[Task material]

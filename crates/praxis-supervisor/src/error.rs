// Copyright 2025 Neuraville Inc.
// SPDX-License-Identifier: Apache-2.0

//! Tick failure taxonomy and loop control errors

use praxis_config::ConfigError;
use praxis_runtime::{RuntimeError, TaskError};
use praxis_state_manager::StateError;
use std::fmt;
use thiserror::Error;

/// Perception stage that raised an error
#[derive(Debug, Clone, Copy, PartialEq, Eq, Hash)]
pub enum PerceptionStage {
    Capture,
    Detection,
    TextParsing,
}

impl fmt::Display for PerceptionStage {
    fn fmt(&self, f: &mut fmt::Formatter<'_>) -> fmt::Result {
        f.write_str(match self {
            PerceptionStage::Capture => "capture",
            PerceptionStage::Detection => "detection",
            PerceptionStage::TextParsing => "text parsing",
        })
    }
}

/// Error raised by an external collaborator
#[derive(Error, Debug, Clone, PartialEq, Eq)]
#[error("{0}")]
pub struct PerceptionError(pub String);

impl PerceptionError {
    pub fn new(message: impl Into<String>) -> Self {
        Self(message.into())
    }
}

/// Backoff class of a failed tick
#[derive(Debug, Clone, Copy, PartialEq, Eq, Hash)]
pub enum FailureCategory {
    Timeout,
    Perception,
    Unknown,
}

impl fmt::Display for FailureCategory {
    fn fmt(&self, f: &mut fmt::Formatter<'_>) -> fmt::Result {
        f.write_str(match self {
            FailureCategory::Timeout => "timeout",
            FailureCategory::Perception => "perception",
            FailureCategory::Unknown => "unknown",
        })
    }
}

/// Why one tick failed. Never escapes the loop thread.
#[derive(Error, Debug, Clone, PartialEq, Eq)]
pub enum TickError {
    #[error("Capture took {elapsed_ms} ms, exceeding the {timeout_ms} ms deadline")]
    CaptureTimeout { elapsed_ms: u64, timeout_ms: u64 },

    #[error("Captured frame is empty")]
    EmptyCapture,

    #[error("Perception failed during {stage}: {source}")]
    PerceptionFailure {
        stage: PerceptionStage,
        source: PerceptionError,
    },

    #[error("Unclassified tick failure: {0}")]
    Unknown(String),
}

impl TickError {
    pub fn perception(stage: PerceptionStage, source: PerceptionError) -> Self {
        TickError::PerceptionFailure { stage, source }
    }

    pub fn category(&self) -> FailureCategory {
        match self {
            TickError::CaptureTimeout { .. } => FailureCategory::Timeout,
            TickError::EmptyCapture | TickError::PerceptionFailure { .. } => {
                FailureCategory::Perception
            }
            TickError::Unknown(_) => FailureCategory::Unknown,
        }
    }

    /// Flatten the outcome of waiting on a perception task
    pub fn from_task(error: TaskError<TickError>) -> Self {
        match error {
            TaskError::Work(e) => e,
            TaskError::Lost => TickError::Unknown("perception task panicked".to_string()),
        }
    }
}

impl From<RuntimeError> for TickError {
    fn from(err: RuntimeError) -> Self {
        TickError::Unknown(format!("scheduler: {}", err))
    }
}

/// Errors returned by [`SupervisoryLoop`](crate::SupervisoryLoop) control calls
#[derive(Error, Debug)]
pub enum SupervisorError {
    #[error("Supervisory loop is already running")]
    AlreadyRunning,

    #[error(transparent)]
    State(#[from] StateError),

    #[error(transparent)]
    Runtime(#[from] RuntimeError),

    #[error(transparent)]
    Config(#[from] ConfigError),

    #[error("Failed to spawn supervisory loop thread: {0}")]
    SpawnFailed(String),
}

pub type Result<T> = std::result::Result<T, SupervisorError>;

[/Task material]
[Task material]

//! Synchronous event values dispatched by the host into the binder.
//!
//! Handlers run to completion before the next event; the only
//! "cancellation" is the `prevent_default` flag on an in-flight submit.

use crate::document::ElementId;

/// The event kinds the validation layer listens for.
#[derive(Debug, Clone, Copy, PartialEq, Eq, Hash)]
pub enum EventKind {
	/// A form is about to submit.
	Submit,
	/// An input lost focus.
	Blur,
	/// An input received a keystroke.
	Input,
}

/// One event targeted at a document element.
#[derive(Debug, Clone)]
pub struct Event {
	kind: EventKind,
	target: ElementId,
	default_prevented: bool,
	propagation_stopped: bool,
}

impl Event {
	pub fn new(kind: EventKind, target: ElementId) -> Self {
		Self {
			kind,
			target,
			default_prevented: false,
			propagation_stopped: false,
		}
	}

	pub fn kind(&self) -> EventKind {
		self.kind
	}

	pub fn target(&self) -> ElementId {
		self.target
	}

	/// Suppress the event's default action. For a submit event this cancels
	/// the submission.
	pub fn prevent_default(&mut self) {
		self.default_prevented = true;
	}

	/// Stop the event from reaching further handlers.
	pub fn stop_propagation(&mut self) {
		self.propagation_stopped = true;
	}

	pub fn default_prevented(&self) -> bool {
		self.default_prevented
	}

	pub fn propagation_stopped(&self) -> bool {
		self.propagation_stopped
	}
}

[/Task material]

What you give back should be only the lines of the records above, starting at the line with "filename crates/praxis-supervisor/src/error.rs" and ending at the line with "an external collaborator", restated word for word.

filename crates/praxis-supervisor/src/error.rs
// Copyright 2025 Neuraville Inc.
// SPDX-License-Identifier: Apache-2.0

//! Tick failure taxonomy and loop control errors

use praxis_config::ConfigError;
use praxis_runtime::{RuntimeError, TaskError};
use praxis_state_manager::StateError;
use std::fmt;
use thiserror::Error;

/// Perception stage that raised an error
#[derive(Debug, Clone, Copy, PartialEq, Eq, Hash)]
pub enum PerceptionStage {
    Capture,
    Detection,
    TextParsing,
}

impl fmt::Display for PerceptionStage {
    fn fmt(&self, f: &mut fmt::Formatter<'_>) -> fmt::Result {
        f.write_str(match self {
            PerceptionStage::Capture => "capture",
            PerceptionStage::Detection => "detection",
            PerceptionStage::TextParsing => "text parsing",
        })
    }
}

/// Error raised by an external collaborator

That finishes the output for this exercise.